Collected data
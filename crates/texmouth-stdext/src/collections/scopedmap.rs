//! A hash map with a concept of scope such that mutations are rolled back at
//! the end of the scope.
//!
//! The map methods are the same as the standard hash map (although only a few
//! methods are implemented).
//! ```
//! # use texmouth_stdext::collections::scopedmap::ScopedMap;
//! let mut cat_colors = ScopedMap::new();
//! cat_colors.insert("mint", "ginger");
//! assert_eq!(cat_colors.get(&"mint"), Some(&"ginger"));
//! ```
//! The scoped map additionally has `begin_scope` and `end_scope` methods with
//! the following behavior: when a scope is ended, all mutations to the map
//! since the beginning of the scope are rolled back.
//! ```
//! # use texmouth_stdext::collections::scopedmap::ScopedMap;
//! let mut cat_colors = ScopedMap::new();
//!
//! cat_colors.insert("paganini", "black");
//! cat_colors.begin_scope();
//! cat_colors.insert("paganini", "gray");
//! assert_eq!(cat_colors.get(&"paganini"), Some(&"gray"));
//! assert_eq!(cat_colors.end_scope(), true);
//! assert_eq!(cat_colors.get(&"paganini"), Some(&"black"));
//! ```
//! The `end_scope` method returns a boolean which is false if there is no
//! scope to end, and true otherwise. It is generally an error to end a scope
//! that hasn't been started, so the method is annotated with `#[must_use]`.
//!
//! There is also a "global" variant of the `insert` method. It inserts the
//! value at the global (bottom) scope, and erases the key from all other
//! scopes.
//! ```
//! # use texmouth_stdext::collections::scopedmap::ScopedMap;
//! let mut cat_colors = ScopedMap::new();
//! cat_colors.insert("paganini", "black");
//! cat_colors.begin_scope();
//! cat_colors.insert_global("paganini", "gray");
//! assert_eq!(cat_colors.end_scope(), true);
//! assert_eq!(cat_colors.get(&"paganini"), Some(&"gray"));
//! ```

use std::collections::HashMap;
use std::hash::Hash;

/// Implementation of the `ScopedMap` data structure. See the module docs for
/// more information.
///
/// The implementation is a stack of hash maps, one per open scope plus one
/// for the global scope at the bottom. Lookups walk the stack from the top;
/// scoped inserts target the top frame; global inserts target the bottom
/// frame and remove the key from every other frame so the global value is
/// visible immediately.
pub struct ScopedMap<K: Eq + Hash + Clone, V> {
    global: HashMap<K, V>,
    frames: Vec<HashMap<K, V>>,
}

impl<K: Eq + Hash + Clone, V> ScopedMap<K, V> {
    /// Returns a new empty `ScopedMap`.
    pub fn new() -> ScopedMap<K, V> {
        ScopedMap {
            global: HashMap::new(),
            frames: Vec::new(),
        }
    }

    /// Inserts the key, value pair in the current scope.
    pub fn insert<A: Into<K>, B: Into<V>>(&mut self, key: A, val: B) {
        let (key, val) = (key.into(), val.into());
        match self.frames.last_mut() {
            None => {
                self.global.insert(key, val);
            }
            Some(frame) => {
                frame.insert(key, val);
            }
        }
    }

    /// Inserts the key, value pair in the global scope.
    pub fn insert_global(&mut self, key: K, val: V) {
        for frame in &mut self.frames {
            frame.remove(&key);
        }
        self.global.insert(key, val);
    }

    /// Retrieves the value at the provided key, looking through enclosing
    /// scopes down to the global scope.
    pub fn get(&self, key: &K) -> Option<&V> {
        for frame in self.frames.iter().rev() {
            if let Some(val) = frame.get(key) {
                return Some(val);
            }
        }
        self.global.get(key)
    }

    /// Begins a new scope.
    pub fn begin_scope(&mut self) {
        // `HashMap::new()` does not allocate until an element is inserted, so
        // scopes with no mutations are cheap.
        self.frames.push(HashMap::new());
    }

    /// Attempts to end the current scope and returns true if there is a scope
    /// to end, and false otherwise.
    #[must_use]
    pub fn end_scope(&mut self) -> bool {
        self.frames.pop().is_some()
    }

    /// Extends the `ScopedMap` with (key, value) pairs.
    pub fn extend<T: IntoIterator<Item = (K, V)>>(&mut self, iter: T) {
        for (key, val) in iter {
            self.insert(key, val);
        }
    }

    /// Number of open scopes, not counting the global scope.
    pub fn num_scopes(&self) -> usize {
        self.frames.len()
    }
}

impl<K: Eq + Hash + Clone, V> std::iter::FromIterator<(K, V)> for ScopedMap<K, V> {
    fn from_iter<T: IntoIterator<Item = (K, V)>>(iter: T) -> ScopedMap<K, V> {
        let mut map = ScopedMap::new();
        map.extend(iter);
        map
    }
}

impl<K: Eq + Hash + Clone, V> Default for ScopedMap<K, V> {
    fn default() -> Self {
        Self::new()
    }
}

#[cfg(test)]
mod tests {
    use super::*;

    #[test]
    fn insert_after_nested_insert() {
        let mut map = ScopedMap::new();
        map.begin_scope();
        map.insert(3, 5);
        assert_eq!(map.end_scope(), true);
        assert_eq!(map.get(&3), None);
        map.insert(3, 4);
        assert_eq!(map.get(&3), Some(&4));
    }

    #[test]
    fn insert_global_after_no_insert() {
        let mut map = ScopedMap::new();
        map.begin_scope();
        map.insert_global(3, 5);
        assert_eq!(map.end_scope(), true);
        assert_eq!(map.get(&3), Some(&5));
    }

    #[test]
    fn insert_global_shadows_scoped_insert() {
        let mut map = ScopedMap::new();
        map.insert(3, 1);
        map.begin_scope();
        map.insert(3, 2);
        map.insert_global(3, 9);
        assert_eq!(map.get(&3), Some(&9));
        assert_eq!(map.end_scope(), true);
        assert_eq!(map.get(&3), Some(&9));
    }

    #[test]
    fn lookup_walks_enclosing_scopes() {
        let mut map = ScopedMap::new();
        map.insert(1, "global");
        map.begin_scope();
        map.insert(2, "outer");
        map.begin_scope();
        assert_eq!(map.get(&1), Some(&"global"));
        assert_eq!(map.get(&2), Some(&"outer"));
        assert_eq!(map.get(&3), None);
        assert_eq!(map.end_scope(), true);
        assert_eq!(map.end_scope(), true);
    }

    #[test]
    fn end_scope_without_scope() {
        let mut map = ScopedMap::<i32, i32>::new();
        assert_eq!(map.end_scope(), false);
    }
}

§ **Exercise objective**
Repeat all of the data shown above, exactly as it appears.

§ **Result for this exercise**
filename crates/texmouth-stdext/src/collections/scopedmap.rs
//! A hash map with a concept of scope such that mutations are rolled back at
//! the end of the scope.
//!
//! The map methods are the same as the standard hash map (although only a few
//! methods are implemented).
//! ```
//! # use texmouth_stdext::collections::scopedmap::ScopedMap;
//! let mut cat_colors = ScopedMap::new();
//! cat_colors.insert("mint", "ginger");
//! assert_eq!(cat_colors.get(&"mint"), Some(&"ginger"));
//! ```
//! The scoped map additionally has `begin_scope` and `end_scope` methods with
//! the following behavior: when a scope is ended, all mutations to the map
//! since the beginning of the scope are rolled back.
//! ```
//! # use texmouth_stdext::collections::scopedmap::ScopedMap;
//! let mut cat_colors = ScopedMap::new();
//!
//! cat_colors.insert("paganini", "black");
//! cat_colors.begin_scope();
//! cat_colors.insert("paganini", "gray");
//! assert_eq!(cat_colors.get(&"paganini"), Some(&"gray"));
//! assert_eq!(cat_colors.end_scope(), true);
//! assert_eq!(cat_colors.get(&"paganini"), Some(&"black"));
//! ```
//! The `end_scope` method returns a boolean which is false if there is no
//! scope to end, and true otherwise. It is generally an error to end a scope
//! that hasn't been started, so the method is annotated with `#[must_use]`.
//!
//! There is also a "global" variant of the `insert` method. It inserts the
//! value at the global (bottom) scope, and erases the key from all other
//! scopes.
//! ```
//! # use texmouth_stdext::collections::scopedmap::ScopedMap;
//! let mut cat_colors = ScopedMap::new();
//! cat_colors.insert("paganini", "black");
//! cat_colors.begin_scope();
//! cat_colors.insert_global("paganini", "gray");
//! assert_eq!(cat_colors.end_scope(), true);
//! assert_eq!(cat_colors.get(&"paganini"), Some(&"gray"));
//! ```

use std::collections::HashMap;
use std::hash::Hash;

/// Implementation of the `ScopedMap` data structure. See the module docs for
/// more information.
///
/// The implementation is a stack of hash maps, one per open scope plus one
/// for the global scope at the bottom. Lookups walk the stack from the top;
/// scoped inserts target the top frame; global inserts target the bottom
/// frame and remove the key from every other frame so the global value is
/// visible immediately.
pub struct ScopedMap<K: Eq + Hash + Clone, V> {
    global: HashMap<K, V>,
    frames: Vec<HashMap<K, V>>,
}

impl<K: Eq + Hash + Clone, V> ScopedMap<K, V> {
    /// Returns a new empty `ScopedMap`.
    pub fn new() -> ScopedMap<K, V> {
        ScopedMap {
            global: HashMap::new(),
            frames: Vec::new(),
        }
    }

    /// Inserts the key, value pair in the current scope.
    pub fn insert<A: Into<K>, B: Into<V>>(&mut self, key: A, val: B) {
        let (key, val) = (key.into(), val.into());
        match self.frames.last_mut() {
            None => {
                self.global.insert(key, val);
            }
            Some(frame) => {
                frame.insert(key, val);
            }
        }
    }

    /// Inserts the key, value pair in the global scope.
    pub fn insert_global(&mut self, key: K, val: V) {
        for frame in &mut self.frames {
            frame.remove(&key);
        }
        self.global.insert(key, val);
    }

    /// Retrieves the value at the provided key, looking through enclosing
    /// scopes down to the global scope.
    pub fn get(&self, key: &K) -> Option<&V> {
        for frame in self.frames.iter().rev() {
            if let Some(val) = frame.get(key) {
                return Some(val);
            }
        }
        self.global.get(key)
    }

    /// Begins a new scope.
    pub fn begin_scope(&mut self) {
        // `HashMap::new()` does not allocate until an element is inserted, so
        // scopes with no mutations are cheap.
        self.frames.push(HashMap::new());
    }

    /// Attempts to end the current scope and returns true if there is a scope
    /// to end, and false otherwise.
    #[must_use]
    pub fn end_scope(&mut self) -> bool {
        self.frames.pop().is_some()
    }

    /// Extends the `ScopedMap` with (key, value) pairs.
    pub fn extend<T: IntoIterator<Item = (K, V)>>(&mut self, iter: T) {
        for (key, val) in iter {
            self.insert(key, val);
        }
    }

    /// Number of open scopes, not counting the global scope.
    pub fn num_scopes(&self) -> usize {
        self.frames.len()
    }
}

impl<K: Eq + Hash + Clone, V> std::iter::FromIterator<(K, V)> for ScopedMap<K, V> {
    fn from_iter<T: IntoIterator<Item = (K, V)>>(iter: T) -> ScopedMap<K, V> {
        let mut map = ScopedMap::new();
        map.extend(iter);
        map
    }
}

impl<K: Eq + Hash + Clone, V> Default for ScopedMap<K, V> {
    fn default() -> Self {
        Self::new()
    }
}

#[cfg(test)]
mod tests {
    use super::*;

    #[test]
    fn insert_after_nested_insert() {
        let mut map = ScopedMap::new();
        map.begin_scope();
        map.insert(3, 5);
        assert_eq!(map.end_scope(), true);
        assert_eq!(map.get(&3), None);
        map.insert(3, 4);
        assert_eq!(map.get(&3), Some(&4));
    }

    #[test]
    fn insert_global_after_no_insert() {
        let mut map = ScopedMap::new();
        map.begin_scope();
        map.insert_global(3, 5);
        assert_eq!(map.end_scope(), true);
        assert_eq!(map.get(&3), Some(&5));
    }

    #[test]
    fn insert_global_shadows_scoped_insert() {
        let mut map = ScopedMap::new();
        map.insert(3, 1);
        map.begin_scope();
        map.insert(3, 2);
        map.insert_global(3, 9);
        assert_eq!(map.get(&3), Some(&9));
        assert_eq!(map.end_scope(), true);
        assert_eq!(map.get(&3), Some(&9));
    }

    #[test]
    fn lookup_walks_enclosing_scopes() {
        let mut map = ScopedMap::new();
        map.insert(1, "global");
        map.begin_scope();
        map.insert(2, "outer");
        map.begin_scope();
        assert_eq!(map.get(&1), Some(&"global"));
        assert_eq!(map.get(&2), Some(&"outer"));
        assert_eq!(map.get(&3), None);
        assert_eq!(map.end_scope(), true);
        assert_eq!(map.end_scope(), true);
    }

    #[test]
    fn end_scope_without_scope() {
        let mut map = ScopedMap::<i32, i32>::new();
        assert_eq!(map.end_scope(), false);
    }
}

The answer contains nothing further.